[Stored items]
▬▬▬▬▬▬▬▬▬▬
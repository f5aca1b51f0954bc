use serde::{Deserialize, Serialize};
use std::collections::HashMap;

/// A single row of the movie table
#[derive(Debug, Clone, Serialize, Deserialize, PartialEq, Eq)]
pub struct Movie {
    /// TMDB movie ID, used for poster lookups
    pub movie_id: i64,
    pub title: String,
}

impl Movie {
    pub fn new(movie_id: i64, title: impl Into<String>) -> Self {
        Self {
            movie_id,
            title: title.into(),
        }
    }
}

/// Ordered movie records. Row `i` here is row/column `i` of the similarity matrix.
#[derive(Debug, Clone, Default)]
pub struct MovieTable {
    movies: Vec<Movie>,
    /// Title → first row carrying that title
    by_title: HashMap<String, usize>,
}

impl MovieTable {
    pub fn new(movies: Vec<Movie>) -> Self {
        let mut by_title = HashMap::with_capacity(movies.len());
        for (row, movie) in movies.iter().enumerate() {
            by_title.entry(movie.title.clone()).or_insert(row);
        }

        Self { movies, by_title }
    }

    pub fn len(&self) -> usize {
        self.movies.len()
    }

    pub fn is_empty(&self) -> bool {
        self.movies.is_empty()
    }

    pub fn get(&self, row: usize) -> Option<&Movie> {
        self.movies.get(row)
    }

    /// Row index of the first movie whose title matches exactly
    pub fn position(&self, title: &str) -> Option<usize> {
        self.by_title.get(title).copied()
    }

    pub fn iter(&self) -> impl Iterator<Item = &Movie> {
        self.movies.iter()
    }

    pub fn as_slice(&self) -> &[Movie] {
        &self.movies
    }
}

impl From<Vec<Movie>> for MovieTable {
    fn from(movies: Vec<Movie>) -> Self {
        Self::new(movies)
    }
}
▬▬▬▬▬▬▬▬▬▬
The line containing "pub fn len(&self)" and every line after it, through the end of the records, should be repeated exactly and alone.

    pub fn len(&self) -> usize {
        self.movies.len()
    }

    pub fn is_empty(&self) -> bool {
        self.movies.is_empty()
    }

    pub fn get(&self, row: usize) -> Option<&Movie> {
        self.movies.get(row)
    }

    /// Row index of the first movie whose title matches exactly
    pub fn position(&self, title: &str) -> Option<usize> {
        self.by_title.get(title).copied()
    }

    pub fn iter(&self) -> impl Iterator<Item = &Movie> {
        self.movies.iter()
    }

    pub fn as_slice(&self) -> &[Movie] {
        &self.movies
    }
}

impl From<Vec<Movie>> for MovieTable {
    fn from(movies: Vec<Movie>) -> Self {
        Self::new(movies)
    }
}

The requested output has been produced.